Methods: The expression level of STRA6 was detected through quantitative real-time PCR and Western blot analysis. The effects of STRA6 on the proliferation of GC cells were studied through CCK-8 proliferation, colony formation and 5-ethynyl-2'-deoxyuridine (EdU) assays. The effects of STRA6 on migration and invasion were detected via wound healing and Transwell assays. Upstream miRNAs, which might regulate STRA6 expression, was predicted through bioinformatics analysis. Their interaction was further confirmed through dual-luciferase reporter assays and rescue experiments.

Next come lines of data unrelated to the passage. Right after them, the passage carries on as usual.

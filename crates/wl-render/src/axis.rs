//! Axis extents for a track panel.

use serde::Serialize;
use tracing::debug;
use wl_core::{AxisScale, finite_extent};

/// Fraction of the data span added on each side of an autoscaled x axis.
const X_MARGIN: f64 = 0.05;

/// One axis of a panel.
///
/// Uninverted, `lo` sits at the left edge of an x axis and at the bottom
/// edge of a y axis. `inverted` swaps the ends. A default depth axis is
/// inverted, so the shallowest depth is at the top.
#[derive(Debug, Clone, Copy, PartialEq, Serialize)]
pub struct Axis {
    pub lo: f64,
    pub hi: f64,
    pub inverted: bool,
    pub scale: AxisScale,
}

impl Axis {
    /// Value at the left edge, read as an x axis.
    pub fn left(&self) -> f64 {
        if self.inverted { self.hi } else { self.lo }
    }

    pub fn right(&self) -> f64 {
        if self.inverted { self.lo } else { self.hi }
    }

    /// Value at the top edge, read as a y axis.
    pub fn top(&self) -> f64 {
        if self.inverted { self.lo } else { self.hi }
    }

    pub fn bottom(&self) -> f64 {
        if self.inverted { self.hi } else { self.lo }
    }

    pub fn contains(&self, v: f64) -> bool {
        let (a, b) = if self.lo <= self.hi {
            (self.lo, self.hi)
        } else {
            (self.hi, self.lo)
        };
        v >= a && v <= b
    }
}

/// Value axis. Autoscales over `values`; explicit bounds win individually.
///
/// Under log scale only positive values count and non-positive bounds are
/// ignored.
pub fn x_axis(
    values: impl IntoIterator<Item = f64>,
    scale: AxisScale,
    min: Option<f64>,
    max: Option<f64>,
    flip: bool,
) -> Axis {
    let drawable = values.into_iter().filter(|v| drawable(*v, scale));
    let (auto_lo, auto_hi) = match finite_extent(drawable) {
        Some((lo, hi)) => pad(lo, hi, scale),
        None => empty_range(scale),
    };

    Axis {
        lo: bound(min, scale, "x_min").unwrap_or(auto_lo),
        hi: bound(max, scale, "x_max").unwrap_or(auto_hi),
        inverted: flip,
        scale,
    }
}

/// Depth axis. Depth increases downward unless `flip`.
pub fn y_axis(depth: &[f64], min: Option<f64>, max: Option<f64>, flip: bool) -> Axis {
    let (auto_lo, auto_hi) = match finite_extent(depth.iter().copied()) {
        Some((lo, hi)) if lo < hi => (lo, hi),
        Some((lo, hi)) => pad(lo, hi, AxisScale::Linear),
        None => empty_range(AxisScale::Linear),
    };

    Axis {
        lo: bound(min, AxisScale::Linear, "y_min").unwrap_or(auto_lo),
        hi: bound(max, AxisScale::Linear, "y_max").unwrap_or(auto_hi),
        inverted: !flip,
        scale: AxisScale::Linear,
    }
}

/// Whether a sample can be placed on an axis of the given scale.
pub(crate) fn drawable(v: f64, scale: AxisScale) -> bool {
    match scale {
        AxisScale::Linear => v.is_finite(),
        AxisScale::Log => v.is_finite() && v > 0.0,
    }
}

fn bound(value: Option<f64>, scale: AxisScale, which: &str) -> Option<f64> {
    let v = value?;
    if drawable(v, scale) {
        Some(v)
    } else {
        debug!(bound = which, value = v, ?scale, "ignoring axis bound");
        None
    }
}

fn pad(lo: f64, hi: f64, scale: AxisScale) -> (f64, f64) {
    match scale {
        AxisScale::Linear => {
            let span = hi - lo;
            let padding = if span.abs() < 1e-15 {
                if lo == 0.0 { 1.0 } else { lo.abs() * X_MARGIN }
            } else {
                span * X_MARGIN
            };
            (lo - padding, hi + padding)
        }
        AxisScale::Log => {
            // pad by a fraction of a decade so the range stays positive
            let (llo, lhi) = (lo.log10(), hi.log10());
            let span = lhi - llo;
            let padding = if span.abs() < 1e-15 { 0.5 } else { span * X_MARGIN };
            (10f64.powf(llo - padding), 10f64.powf(lhi + padding))
        }
    }
}

fn empty_range(scale: AxisScale) -> (f64, f64) {
    match scale {
        AxisScale::Linear => (0.0, 1.0),
        AxisScale::Log => (1.0, 10.0),
    }
}
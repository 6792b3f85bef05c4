use core::fmt;
use core::num::NonZeroU32;

/// Compact, stable identifier handed out by the track model.
///
/// - `u32` keeps memory small
/// - `NonZero` enables `Option<Id>` to be pointer-optimized
#[derive(Clone, Copy, PartialEq, Eq, Hash, PartialOrd, Ord)]
pub struct Id(NonZeroU32);

impl Id {
    /// Create an Id from a 0-based sequence number by storing seq+1.
    ///
    /// Returns `None` once the sequence space is exhausted.
    pub fn from_index(index: u32) -> Option<Self> {
        index.checked_add(1).and_then(NonZeroU32::new).map(Self)
    }

    /// Recover the 0-based sequence number.
    pub fn index(self) -> u32 {
        self.0.get() - 1
    }
}

impl fmt::Debug for Id {
    fn fmt(&self, f: &mut fmt::Formatter<'_>) -> fmt::Result {
        write!(f, "Id({})", self.index())
    }
}

impl fmt::Display for Id {
    fn fmt(&self, f: &mut fmt::Formatter<'_>) -> fmt::Result {
        write!(f, "{}", self.index())
    }
}

/// Track identity that survives renumbering of display indices.
pub type TrackId = Id;

/// Monotonic id source. Ids are never reused, even after removal.
#[derive(Debug, Default, Clone)]
pub struct IdAllocator {
    next: u32,
}

impl IdAllocator {
    pub fn new() -> Self {
        Self::default()
    }

    pub fn allocate(&mut self) -> Option<Id> {
        let id = Id::from_index(self.next)?;
        self.next += 1;
        Some(id)
    }
}

#[cfg(test)]
mod tests {
    use super::*;

    #[test]
    fn id_round_trip_index() {
        for i in [0_u32, 1, 2, 42, 10_000] {
            let id = Id::from_index(i).unwrap();
            assert_eq!(id.index(), i);
        }
    }

    #[test]
    fn last_index_is_rejected() {
        assert!(Id::from_index(u32::MAX).is_none());
    }

    #[test]
    fn option_id_is_small() {
        assert_eq!(
            core::mem::size_of::<Id>(),
            core::mem::size_of::<Option<Id>>()
        );
    }

    #[test]
    fn allocator_never_repeats() {
        let mut alloc = IdAllocator::new();
        let a = alloc.allocate().unwrap();
        let b = alloc.allocate().unwrap();
        assert_ne!(a, b);
        assert_eq!(b.index(), a.index() + 1);
    }
}
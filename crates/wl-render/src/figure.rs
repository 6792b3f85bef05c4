//! Plot-ready output of the renderer.

use serde::Serialize;
use wl_core::{LineStyle, Rgb};

use crate::axis::Axis;

pub const NO_TRACKS: &str = "No tracks";
pub const NO_CURVES: &str = "No curves";
pub const DEPTH_LABEL: &str = "Depth";

/// Everything drawn for one well: one panel per track, left to right.
#[derive(Debug, Clone, PartialEq, Serialize)]
pub struct Figure {
    pub well_name: String,
    pub title: String,
    pub panels: Vec<Panel>,
}

impl Figure {
    pub fn plots(&self) -> impl Iterator<Item = &PlotPanel> {
        self.panels.iter().filter_map(|p| match p {
            Panel::Plot(plot) => Some(plot),
            Panel::Placeholder { .. } => None,
        })
    }
}

#[derive(Debug, Clone, PartialEq, Serialize)]
#[serde(tag = "kind", rename_all = "snake_case")]
pub enum Panel {
    /// Text in place of a plot. `track_index` is `None` for the figure-wide
    /// "No tracks" panel.
    Placeholder {
        track_index: Option<usize>,
        message: String,
    },
    Plot(PlotPanel),
}

impl Panel {
    pub fn message(&self) -> Option<&str> {
        match self {
            Panel::Placeholder { message, .. } => Some(message),
            Panel::Plot(_) => None,
        }
    }

    pub fn as_plot(&self) -> Option<&PlotPanel> {
        match self {
            Panel::Plot(plot) => Some(plot),
            Panel::Placeholder { .. } => None,
        }
    }
}

#[derive(Debug, Clone, PartialEq, Serialize)]
pub struct PlotPanel {
    /// 1-based track index the panel was drawn from.
    pub track_index: usize,
    pub lines: Vec<PlotLine>,
    pub x: Axis,
    pub y: Axis,
    pub grid: bool,
    pub background: Rgb,
    /// Set on the first panel of a figure only.
    pub y_label: Option<String>,
    pub bottom_label: Option<AxisLabel>,
    pub top_label: Option<AxisLabel>,
    /// Plotted curve names in drawing order.
    pub legend: Vec<String>,
}

#[derive(Debug, Clone, PartialEq, Serialize)]
pub struct AxisLabel {
    pub text: String,
    pub color: Rgb,
}

/// One curve drawn as `(value, depth)` points.
///
/// Samples that cannot be drawn (NaN, or non-positive under log scale) split
/// the line, so `segments` holds each unbroken run separately.
#[derive(Debug, Clone, PartialEq, Serialize)]
pub struct PlotLine {
    pub curve_name: String,
    pub segments: Vec<Vec<[f64; 2]>>,
    pub color: Rgb,
    pub width: u8,
    pub style: LineStyle,
}

impl PlotLine {
    pub fn point_count(&self) -> usize {
        self.segments.iter().map(Vec::len).sum()
    }

    pub fn points(&self) -> impl Iterator<Item = [f64; 2]> + '_ {
        self.segments.iter().flatten().copied()
    }
}
//! wl-render: turns wells and track layouts into plot-ready figures.
//!
//! Rendering is a pure function of its inputs. A front end (or the CLI's
//! JSON export) draws the resulting [`Figure`]s.

pub mod axis;
pub mod figure;
pub mod render;

pub use axis::{Axis, x_axis, y_axis};
pub use figure::{
    AxisLabel, DEPTH_LABEL, Figure, NO_CURVES, NO_TRACKS, Panel, PlotLine, PlotPanel,
};
pub use render::{render, render_well};
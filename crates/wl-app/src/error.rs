//! Error types for the wl-app service layer.

use std::path::PathBuf;

/// Application error type that wraps errors from the backend crates
/// and gives front ends one error interface.
#[derive(Debug, thiserror::Error)]
pub enum AppError {
    #[error("Load error: {0}")]
    Load(String),

    #[error("Well not found: {0}")]
    WellNotFound(String),

    #[error("Track error: {0}")]
    Track(String),

    #[error("Configuration error: {0}")]
    Config(String),

    #[error("Failed to read folder: {path}")]
    FolderRead {
        path: PathBuf,
        source: std::io::Error,
    },

    #[error("Invalid input: {0}")]
    InvalidInput(String),

    #[error("I/O error: {0}")]
    Io(#[from] std::io::Error),
}

/// Result type for wl-app operations.
pub type AppResult<T> = Result<T, AppError>;

// Conversions from backend error types
impl From<wl_wells::LoadError> for AppError {
    fn from(err: wl_wells::LoadError) -> Self {
        AppError::Load(err.to_string())
    }
}

impl From<wl_wells::RegistryError> for AppError {
    fn from(err: wl_wells::RegistryError) -> Self {
        match err {
            wl_wells::RegistryError::NotFound(name) => AppError::WellNotFound(name),
        }
    }
}

impl From<wl_tracks::TrackError> for AppError {
    fn from(err: wl_tracks::TrackError) -> Self {
        AppError::Track(err.to_string())
    }
}

impl From<wl_project::ProjectError> for AppError {
    fn from(err: wl_project::ProjectError) -> Self {
        AppError::Config(err.to_string())
    }
}

impl From<wl_core::WlError> for AppError {
    fn from(err: wl_core::WlError) -> Self {
        AppError::InvalidInput(err.to_string())
    }
}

Results: STRA6 was up-regulated in GC and enhanced the proliferation and metastasis of GC cells in vitro and in vivo. STRA6 knockdown could inhibit the Wnt/β-catenin signalling pathway. STRA6 was confirmed as an miR-873 target, which acted as a tumour suppressor in GC. Rescue assays showed that the repressing effect of miR-873 could be partially reversed by overexpressing STRA6.
Conclusions: STRA6 is down-regulated by miR-873 and plays an oncogenic role by activating Wnt/β-catenin signalling in GC.
Keywords: Gastric cancer; Metastasis; Proliferation; STRA6; miR-873.